"She was born at Minerva-murge, a mountain village near Bari, in Italy. According to Lombroso's daughter, who has written a sketch of her, she is about fifty-three years of age. Her parents were peasants. She is quite uneducated, but is intelligent and rather good-looking. Her hands are pretty and her feet small—facts which are of value when studying her manifestations, as you will see later on. Her mother died while Eusapia was a babe, and her father 'passed over' when she was twelve, leaving her at large in the world 'like a wild animal,' as she herself says. A native family of her village took her to Naples, and her own story is that she was adopted soon after by some foreigners 'who wished to make me an educated and learned girl. They wanted me to take a bath every day and comb my hair every day,' she explains, with some humor.
"She didn't like the life nor the people, and she soon ran away back to her friends, the Apulians, and it was while she was in their house and at the precise moment when they were planning to put her in a convent that her occult powers were discovered. Some friends came in to spend the evening, and, in default of anything better to do, formed a circle to make a table tip. No sooner were they all seated, as she herself relates, than 'the table began to rise, the chairs to dance, the curtains to swell, and the glasses and bottles to walk about, till everybody was scared.' After testing every other person present, the host came to the conclusion that the medium was his little ward, Eusapia. This put an end to her going into a convent. She was proclaimed a medium, much to her disgust, and made to sit whole evenings at the table. 'I only did it,' she says, 'because it was a way of recompensing my hosts, whose desire to keep me with them prevented their placing me in a convent. Finally I took up laundress work, thinking I might render myself independent and live as I liked without troubling about spiritualistic séances.'"
"It is remarkable how many of these women psychics begin their career when they are ten or twelve years old," said Miller. "Mrs. Smiley was about that age, wasn't she?"

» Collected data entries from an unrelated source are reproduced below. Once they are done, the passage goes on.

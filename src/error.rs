use std::fmt;

/// 单个字段的校验问题
#[derive(Debug, Clone, PartialEq, thiserror::Error)]
pub enum IssueKind {
    #[error("missing quantity")]
    MissingQuantity,
    #[error("non-numeric quantity {0:?}")]
    NonNumericQuantity(String),
    #[error("negative quantity {0}")]
    NegativeQuantity(f64),
    #[error("qty {qty} exceeds qty_total {qty_total}")]
    ExceedsTotal { qty: f64, qty_total: f64 },
    #[error("malformed date {value:?}, expected {expected}")]
    MalformedDate { value: String, expected: &'static str },
    #[error("invoice number {0:?} is not an integer")]
    InvalidInvoiceNumber(String),
    #[error("empty material code")]
    EmptyCode,
    #[error("missing order id")]
    MissingOrderId,
    #[error("order id {0} is neither an integer nor text")]
    InvalidOrderId(String),
    #[error("expected text, found {0}")]
    NotText(String),
}

#[derive(Debug, Clone, PartialEq)]
pub struct ValidationIssue {
    pub field: String, // 例如 `orders[2].qty`
    pub kind: IssueKind,
}

impl fmt::Display for ValidationIssue {
    fn fmt(&self, f: &mut fmt::Formatter<'_>) -> fmt::Result {
        write!(f, "{}: {}", self.field, self.kind)
    }
}

/// 批次校验失败：整批放弃，一次报告全部问题
#[derive(Debug, Clone, PartialEq, thiserror::Error)]
#[error("batch validation failed: {}", join_issues(.issues))]
pub struct ValidationError {
    pub issues: Vec<ValidationIssue>,
}

fn join_issues(issues: &[ValidationIssue]) -> String {
    issues
        .iter()
        .map(ToString::to_string)
        .collect::<Vec<_>>()
        .join("; ")
}

#[derive(Debug, thiserror::Error)]
pub enum ReconcileError {
    #[error(transparent)]
    Validation(#[from] ValidationError),
    #[error("invalid batch json: {0}")]
    Json(#[from] serde_json::Error),
    #[error("io error: {0}")]
    Io(#[from] std::io::Error),
    #[error("csv export failed: {0}")]
    Csv(#[from] csv::Error),
    #[error("configuration error: {0}")]
    Config(#[from] config::ConfigError),
}

pub type Result<T> = std::result::Result<T, ReconcileError>;
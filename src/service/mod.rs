pub mod batch;
pub mod reconciler;
pub mod sink;
pub mod validate;

pub use batch::BatchProcessor;
pub use reconciler::{reconcile, ExhaustedLinePolicy, Reconciler, Reconciliation};
pub use sink::{deliver_all, sinks_for, BatchSink, JsonFileSink, LabelManifestSink};
pub use validate::{parse_quantity, validate_batch, QuantityFormat};
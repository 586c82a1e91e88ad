use super::date::ErpDate;
use super::order::OrderLine;
use super::pending::PendingMaterial;
use serde::Serialize;

/// 对账批次：一张发票 (一次谈判) 的订单行与待领料
///
/// 每次抽取新建，交给标签端后即丢弃，不持有跨批次状态。
#[derive(Debug, Clone, PartialEq, Serialize)]
pub struct Batch {
    pub date: ErpDate,
    pub invoice_number: i64,
    pub supplier_name: String,
    pub orders: Vec<OrderLine>,
    pub pending_materials: Vec<PendingMaterial>,
}

impl Batch {
    pub fn is_empty(&self) -> bool {
        self.orders.is_empty() || self.pending_materials.is_empty()
    }
}
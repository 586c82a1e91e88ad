use super::batch::Batch;
use serde::Serialize;

/// 单批次对账统计
#[derive(Debug, Clone, Default, PartialEq, Serialize)]
pub struct ReconcileStats {
    pub orders_in: usize,
    pub orders_out: usize,
    pub pending_in: usize,
    pub pending_out: usize,
    pub matched_codes: usize,     // 至少命中一条订单行的物料编码数
    pub unmatched_pending: usize, // 编码在订单中不存在的待领料数
    pub absorbed_pending: usize,  // 遇到已耗尽订单行被清零的待领料数
    pub netted_qty: f64,          // 订单与待领料之间冲抵的总数量
}

/// 对账后的批次及统计
#[derive(Debug, Clone, PartialEq)]
pub struct ReconciledBatch {
    pub batch: Batch,
    pub stats: ReconcileStats,
}

impl ReconciledBatch {
    /// 持久化中间形态 (与输入同构的 JSON)
    pub fn to_json(&self) -> Result<String, serde_json::Error> {
        serde_json::to_string_pretty(&self.batch)
    }
}
//! src/app/etat.rs
//!
//! État UI (sans vue).
//!
//! Rôle : porter la session du noyau et la seule action que l’UI a le droit
//! de faire dessus : lui passer un événement.
//!
//! Contrats :
//! - Aucune évaluation ici (tout passe par `Session::appliquer`).
//! - L’affichage vient toujours de la session, jamais d’une édition directe.

use tracing::trace;

use crate::noyau::{Evenement, Session};

#[derive(Clone, Debug, Default)]
pub struct AppCalc {
    session: Session,
}

impl AppCalc {
    /// Toute entrée (bouton ou clavier) finit ici.
    pub fn envoyer(&mut self, ev: Evenement) {
        trace!(?ev, "événement");
        self.session.appliquer(ev);
    }

    pub fn affichage(&self) -> &str {
        self.session.affichage()
    }

    pub fn est_en_erreur(&self) -> bool {
        self.session.est_en_erreur()
    }
}
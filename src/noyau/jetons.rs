// src/noyau/jetons.rs
//
// Jetons de l’expression : nombres (f64) et opérateurs binaires à un caractère.
// Pas de parenthèses, pas de moins unaire, pas de ^.

use std::fmt;

#[derive(Clone, Copy, Debug, PartialEq, Eq)]
pub enum Operateur {
    Plus,
    Moins,
    Fois,
    Divise,
}

impl Operateur {
    /// Rang de liaison : + - => 1 ; * / => 2.
    pub fn precedence(self) -> u8 {
        match self {
            Operateur::Plus | Operateur::Moins => 1,
            Operateur::Fois | Operateur::Divise => 2,
        }
    }

    /// Symbole affiché (et tapé au clavier).
    pub fn symbole(self) -> char {
        match self {
            Operateur::Plus => '+',
            Operateur::Moins => '-',
            Operateur::Fois => '*',
            Operateur::Divise => '/',
        }
    }

    /// Lecture d’un caractère : None si ce n’est pas un des 4 opérateurs.
    pub fn from_char(c: char) -> Option<Self> {
        match c {
            '+' => Some(Operateur::Plus),
            '-' => Some(Operateur::Moins),
            '*' => Some(Operateur::Fois),
            '/' => Some(Operateur::Divise),
            _ => None,
        }
    }
}

impl fmt::Display for Operateur {
    fn fmt(&self, f: &mut fmt::Formatter<'_>) -> fmt::Result {
        write!(f, "{}", self.symbole())
    }
}

#[derive(Clone, Copy, Debug, PartialEq)]
pub enum Jeton {
    Nombre(f64),
    Op(Operateur),
}

/// Format utilitaire (logs) : liste de jetons en texte.
pub fn format_jetons(jetons: &[Jeton]) -> String {
    jetons
        .iter()
        .map(|j| match j {
            Jeton::Nombre(v) => format!("{v}"),
            Jeton::Op(op) => op.to_string(),
        })
        .collect::<Vec<_>>()
        .join(" ")
}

"Yes, and so was Mrs. Hartley, another psychic of my acquaintance. Mrs. Smiley complained of the tedium of sitting. She tells me that her father kept her at it steadily, just as Eusapia was not permitted to escape her fate. One day an Englishwoman, wife of a certain Mr. Damiani, came to a séance, and was so impressed by what took place that she interested her husband in Eusapia's performances. Damiani then took up the young medium's development along the good old well-worn lines of American spiritualism, and she acquired all the tricks and all the 'patter.' Among other notions, she picked up the idea of an English 'control' known as 'John King,' who declared himself a brother of 'Kate King,' of Crookes fame, and from that day Eusapia has been a professional 'mejum.'"
"What does she do?" asked Cameron. "What is her 'phase,' as you call it?"
"It must be confessed that most of her phases are of the poltergeist variety, but they are astounding. She produces the movement of mandolins, chairs, sofas, and small tables without contact (at least, such is the consensus of opinion of nearly a score of the best-known scientists of France and Italy), and also materializes hands and arms. There is vastly more than the poltergeist in her, that is evident; for she has conquered every critic with her miracles. Take, for instance, Lombroso's conversion, a fairly typical case. He was not only sceptical of spirit phenomena, but up to 1888 was openly contemptuous of those who believed in them. However, in an article called 'The Influence of Civilization upon Genius,' published in 1888, he made this admission: 'Twenty or thirty years are enough to make the whole world admire a discovery which was treated as madness at the moment when it was made.... Who knows whether my friends and I who laugh at spiritualism are not in error, just like hypnotized persons, or like lunatics; being in the dark as regards the truth, we laugh at those who are not in the same condition.'"
"True enough," said Fowler. "The man who has made no study of these phenomena is like one color-blind: he has never seen a landscape."
"It was this candid statement by Lombroso that moved Professor Chiaia, a friend of Eusapia's, to write the great alienist a letter which was in effect a challenge. After recounting a score or two of the wonderful doings of Paladino, whom he had studied carefully, he ended in this amusing fashion: 'Now you see my challenge. If you have not written the paragraph cited above simply for the fun of writing it, if you have the true love for science, if you are without prejudices—you, the first alienist of Italy—please take the field. When you can afford a week's vacation, indicate a place where we can meet. Four gentlemen will be our seconds: you will choose two, and I will bring the other two.... If the experiment does not succeed, you will consider me but as a man suffering from hallucination, who longs to be cured of his extravagances.... If success crowns our efforts, your loyalty ... will attest the reality of these mysterious phenomena and promise to investigate their causes.'"
"I hope Lombroso was man enough to accept the challenge," said Cameron. "Nothing could be fairer than the spook-man's offer."